Worth getting up a little early for: today I got a call from DES telling me that I would finally be getting my unemployment check for the week of January 5. (I'll have to take his word for it since I can't log into the website this morning, but...well, if that keeps up I guess I'll have more to tell later.)
To recap: I've been doing some freelance work which paid no money upfront and which will pay an unpredictable amount of royalties in the future. I asked how to report this on my weekly unemployment claim, and a nice but incorrect lady told me on the phone that I should say Yes I worked and my earnings for the week were $0.00. This resulted in DES paying me nothing for the week, and I've spent most of the month trying to get it corrected -- I've posted about it previously on 01-09 and 01-17.
Well, after the failed phone call of the 17th, I submitted an E-Mail asking for help. A week later, I got a call back. I missed it; I noticed it late the next day and, since it was Friday by then, I didn't get a chance to call back (at last! a phone number for a real person!) until yesterday.
It wasn't what you'd call a productive conversation. We talked in circles; she said I should estimate my earnings and correct them later if the estimate was wrong, I said there was no way for a reliable estimate, she said I should just estimate $240 (a week's unemployment pay) then, I pointed out that well then I'd be SOL if the thing never made that much money, this repeated for awhile until she offered to put me through to her supervisor. I got his voicemail and left a message.

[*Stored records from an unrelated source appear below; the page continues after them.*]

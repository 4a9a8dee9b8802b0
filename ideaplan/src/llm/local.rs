//! Local model server client (Ollama-compatible)
//!
//! Talks to `/api/generate` for completions and `/api/tags` for model
//! discovery. Local models are treated as text-only.

use async_trait::async_trait;
use reqwest::Client;
use serde::Deserialize;
use std::time::Duration;
use tracing::{debug, warn};

use super::{LlmError, ModelBackend, ModelReply, Prompt, PromptStyle};
use crate::config::LocalConfig;
use crate::domain::ImageInput;

/// Reply text for image analysis on a local model
pub const LOCAL_VISION_UNAVAILABLE: &str = "Image analysis not available with the selected local model.";

const PROBE_PROMPT: &str = "Hello";

/// Client for a locally hosted model server
pub struct LocalBackend {
    model: String,
    base_url: String,
    http: Client,
    timeout: Option<Duration>,
    probe_timeout: Duration,
}

impl LocalBackend {
    pub fn new(model: impl Into<String>, config: &LocalConfig) -> Self {
        let model = model.into();
        debug!(%model, base_url = %config.base_url, "LocalBackend::new: called");
        Self {
            model,
            base_url: config.base_url.trim_end_matches('/').to_string(),
            http: Client::new(),
            timeout: config.timeout(),
            probe_timeout: config.probe_timeout(),
        }
    }

    /// Build the `/api/generate` request body
    fn build_request_body(&self, prompt: &str, system: Option<&str>) -> serde_json::Value {
        debug!(%self.model, prompt_len = prompt.len(), "build_request_body: called");
        let mut body = serde_json::json!({
            "model": self.model,
            "prompt": prompt,
            "stream": false,
        });

        if let Some(system) = system {
            debug!("build_request_body: adding system prompt");
            body["system"] = serde_json::json!(system);
        }

        body
    }

    async fn post_generate(&self, body: &serde_json::Value, timeout: Option<Duration>) -> ModelReply {
        let url = format!("{}/api/generate", self.base_url);
        let mut request = self.http.post(&url).json(body);
        if let Some(timeout) = timeout {
            request = request.timeout(timeout);
        }

        let response = request.send().await?;
        let status = response.status().as_u16();

        if !response.status().is_success() {
            debug!(%status, "post_generate: API error");
            return Err(LlmError::Status(status));
        }

        let parsed: GenerateResponse = response.json().await?;
        Ok(parsed.response)
    }
}

#[async_trait]
impl ModelBackend for LocalBackend {
    fn model(&self) -> &str {
        &self.model
    }

    fn style(&self) -> PromptStyle {
        PromptStyle::Completion
    }

    fn supports_vision(&self) -> bool {
        false
    }

    async fn generate(&self, prompt: Prompt) -> ModelReply {
        debug!(%self.model, "generate: called");
        let (prompt, system) = prompt.into_completion();
        let body = self.build_request_body(&prompt, system.as_deref());

        let reply = self.post_generate(&body, self.timeout).await;
        if let Err(e) = &reply {
            warn!(model = %self.model, error = %e, "generate: local model call failed");
        }
        reply
    }

    async fn analyze_image(&self, _image: &ImageInput, _prompt: &str) -> ModelReply {
        debug!(%self.model, "analyze_image: vision not supported locally");
        Ok(LOCAL_VISION_UNAVAILABLE.to_string())
    }

    async fn probe(&self) -> bool {
        debug!(%self.model, "probe: called");
        let body = self.build_request_body(PROBE_PROMPT, None);
        match self.post_generate(&body, Some(self.probe_timeout)).await {
            Ok(_) => true,
            Err(e) => {
                debug!(error = %e, "probe: failed");
                false
            }
        }
    }
}

/// List the models installed on the local server
///
/// Any failure yields an empty list.
pub async fn list_models(config: &LocalConfig) -> Vec<String> {
    debug!(base_url = %config.base_url, "list_models: called");
    let url = format!("{}/api/tags", config.base_url.trim_end_matches('/'));

    let response = match Client::new().get(&url).timeout(config.probe_timeout()).send().await {
        Ok(r) if r.status().is_success() => r,
        Ok(r) => {
            warn!(status = %r.status(), "list_models: server returned error");
            return Vec::new();
        }
        Err(e) => {
            warn!(error = %e, "list_models: server unreachable");
            return Vec::new();
        }
    };

    match response.json::<TagsResponse>().await {
        Ok(tags) => tags.models.into_iter().map(|m| m.name).collect(),
        Err(e) => {
            warn!(error = %e, "list_models: unreadable tag list");
            Vec::new()
        }
    }
}

// Local server API response types

#[derive(Debug, Deserialize)]
struct GenerateResponse {
    #[serde(default)]
    response: String,
}

#[derive(Debug, Deserialize)]
struct TagsResponse {
    #[serde(default)]
    models: Vec<TagModel>,
}

#[derive(Debug, Deserialize)]
struct TagModel {
    name: String,
}
//! ModelBackend trait definition

use async_trait::async_trait;

use super::{ModelReply, Prompt, PromptStyle};
use crate::domain::ImageInput;

/// Uniform call contract over the local and cloud model servers
///
/// Calls never fail past this boundary with anything other than a
/// [`ModelReply`] error; connectivity probes collapse to a boolean. The rest
/// of the system only ever talks to a `dyn ModelBackend` chosen once when the
/// session's model is configured.
#[async_trait]
pub trait ModelBackend: Send + Sync {
    /// Model name used for generation
    fn model(&self) -> &str;

    /// Prompt shape this backend consumes natively
    fn style(&self) -> PromptStyle;

    /// Whether `analyze_image` actually looks at the image
    fn supports_vision(&self) -> bool;

    /// Generate text for a prompt (blocking until the server answers)
    async fn generate(&self, prompt: Prompt) -> ModelReply;

    /// Describe an image in light of a text instruction
    async fn analyze_image(&self, image: &ImageInput, prompt: &str) -> ModelReply;

    /// Minimal no-op generation used to gate navigation
    async fn probe(&self) -> bool;
}

#[cfg(test)]
pub mod mock {
    use super::*;
    use crate::llm::LlmError;
    use std::sync::Mutex;
    use std::sync::atomic::{AtomicUsize, Ordering};
    use tracing::debug;

    /// Scripted reply for the mock backend
    #[derive(Debug, Clone)]
    pub enum MockReply {
        Text(String),
        Fail(String),
    }

    impl MockReply {
        pub fn text(s: impl Into<String>) -> Self {
            Self::Text(s.into())
        }
    }

    /// Mock backend for unit tests
    pub struct MockBackend {
        replies: Vec<MockReply>,
        call_count: AtomicUsize,
        analyze_count: AtomicUsize,
        prompts: Mutex<Vec<Prompt>>,
        style: PromptStyle,
        vision: bool,
        probe_ok: bool,
    }

    impl MockBackend {
        pub fn new(replies: Vec<MockReply>) -> Self {
            debug!(reply_count = %replies.len(), "MockBackend::new: called");
            Self {
                replies,
                call_count: AtomicUsize::new(0),
                analyze_count: AtomicUsize::new(0),
                prompts: Mutex::new(Vec::new()),
                style: PromptStyle::Completion,
                vision: true,
                probe_ok: true,
            }
        }

        /// Convenience constructor from plain text replies
        pub fn texts(replies: &[&str]) -> Self {
            Self::new(replies.iter().map(|r| MockReply::text(*r)).collect())
        }

        pub fn with_style(mut self, style: PromptStyle) -> Self {
            self.style = style;
            self
        }

        pub fn with_vision(mut self, vision: bool) -> Self {
            self.vision = vision;
            self
        }

        pub fn with_probe(mut self, ok: bool) -> Self {
            self.probe_ok = ok;
            self
        }

        pub fn call_count(&self) -> usize {
            self.call_count.load(Ordering::SeqCst)
        }

        pub fn analyze_count(&self) -> usize {
            self.analyze_count.load(Ordering::SeqCst)
        }

        /// Prompts received by `generate`, in call order
        pub fn prompts(&self) -> Vec<Prompt> {
            self.prompts.lock().map(|p| p.clone()).unwrap_or_default()
        }
    }

    #[async_trait]
    impl ModelBackend for MockBackend {
        fn model(&self) -> &str {
            "mock"
        }

        fn style(&self) -> PromptStyle {
            self.style
        }

        fn supports_vision(&self) -> bool {
            self.vision
        }

        async fn generate(&self, prompt: Prompt) -> ModelReply {
            debug!("MockBackend::generate: called");
            if let Ok(mut prompts) = self.prompts.lock() {
                prompts.push(prompt);
            }
            let idx = self.call_count.fetch_add(1, Ordering::SeqCst);
            match self.replies.get(idx) {
                Some(MockReply::Text(text)) => Ok(text.clone()),
                Some(MockReply::Fail(message)) => Err(LlmError::InvalidResponse(message.clone())),
                None => Err(LlmError::InvalidResponse("No more mock responses".to_string())),
            }
        }

        async fn analyze_image(&self, _image: &ImageInput, _prompt: &str) -> ModelReply {
            debug!("MockBackend::analyze_image: called");
            self.analyze_count.fetch_add(1, Ordering::SeqCst);
            if self.vision {
                Ok("A sketch of a water bottle with a progress ring".to_string())
            } else {
                Ok(crate::llm::LOCAL_VISION_UNAVAILABLE.to_string())
            }
        }

        async fn probe(&self) -> bool {
            self.probe_ok
        }
    }

    #[cfg(test)]
    mod tests {
        use super::*;

        #[tokio::test]
        async fn test_mock_backend_returns_replies_in_order() {
            let backend = MockBackend::texts(&["Response 1", "Response 2"]);
            let prompt = Prompt::shaped(PromptStyle::Completion, None, "Test".to_string());

            assert_eq!(backend.generate(prompt.clone()).await.unwrap(), "Response 1");
            assert_eq!(backend.generate(prompt.clone()).await.unwrap(), "Response 2");
            assert_eq!(backend.call_count(), 2);
            assert_eq!(backend.prompts().len(), 2);
        }

        #[tokio::test]
        async fn test_mock_backend_errors_when_exhausted() {
            let backend = MockBackend::new(vec![MockReply::Fail("connection refused".to_string())]);
            let prompt = Prompt::shaped(PromptStyle::Chat, None, "Test".to_string());

            assert!(backend.generate(prompt.clone()).await.is_err());
            assert!(backend.generate(prompt).await.is_err());
        }
    }
}
//! Plan record - the artifact of one completed plan generation

use chrono::{Local, NaiveDateTime, Timelike};

/// Timestamp format used when plans are persisted and listed
pub const TIMESTAMP_FORMAT: &str = "%Y-%m-%d %H:%M:%S";

/// Snapshot of a generated plan, handed to the history store on save
#[derive(Debug, Clone, PartialEq, Eq)]
pub struct PlanRecord {
    pub idea_description: String,
    pub plan_type: String,
    pub generated_text: String,
    /// Generation count, starting at 1
    pub iteration: u32,
    pub feedback_history: Vec<String>,
    pub created_at: NaiveDateTime,
}

impl PlanRecord {
    /// Create a record stamped with the current local time (second precision)
    pub fn new(
        idea_description: impl Into<String>,
        plan_type: impl Into<String>,
        generated_text: impl Into<String>,
        iteration: u32,
        feedback_history: Vec<String>,
    ) -> Self {
        let now = Local::now().naive_local();
        Self {
            idea_description: idea_description.into(),
            plan_type: plan_type.into(),
            generated_text: generated_text.into(),
            iteration,
            feedback_history,
            created_at: now.with_nanosecond(0).unwrap_or(now),
        }
    }

    pub fn timestamp(&self) -> String {
        self.created_at.format(TIMESTAMP_FORMAT).to_string()
    }

    /// Suggested file name when exporting the current plan as Markdown
    pub fn export_filename(&self) -> String {
        format!("implementation_plan_{}.md", self.created_at.format("%Y%m%d_%H%M%S"))
    }
}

And he got back to me this morning. He told me that, while the lady I'd talked to yesterday was right for the general case (like if, say, I'd built some furniture with intent to sell it), in rare cases like mine where there's no reliable estimate, I shouldn't report the work when I do it, I should only report it when I get the income from it. Which, you know, I'd figured out three weeks ago, but I guess it's nice to get it from an official source after only two letters, two E-Mails, and seven phone calls.
He added -- and I already knew this, too, but it bears mentioning in case any other poor soul winds up in the same predicament -- that the important thing is to make sure I keep looking for work and logging my search, even if I'm working on a freelance job in the meantime.
So, if you're in Arizona and face the same issue I did -- producing work on a royalties-only basis -- that's the official response from DES: don't report the initial work, report the money as it comes in, and don't stop looking for other work while you're doing it.
I can't vouch for other states. If you're not in Arizona...well, typically I'd say "You should ask your state's DES," but to be perfectly honest asking is what got me into this mess in the first damn place. So if I were offering a recommendation, it'd be do it the same way: keep looking for a day job, don't report the royalty gig until the money comes in. (Obviously if you're getting money upfront, as most people working for royalties do, do report that; I'm only speaking of cases where you get just royalties with no stipend/advance/etc.) If it turns out that's not the way it works in your state, I think you're better off apologizing and correcting it later.
It should go without saying that this isn't legal advice, it's advice from an out-of-work computer scientist who just spent most of a month trying to get an unemployment check. Like most of what's on this site, it's worth exactly what you paid for it.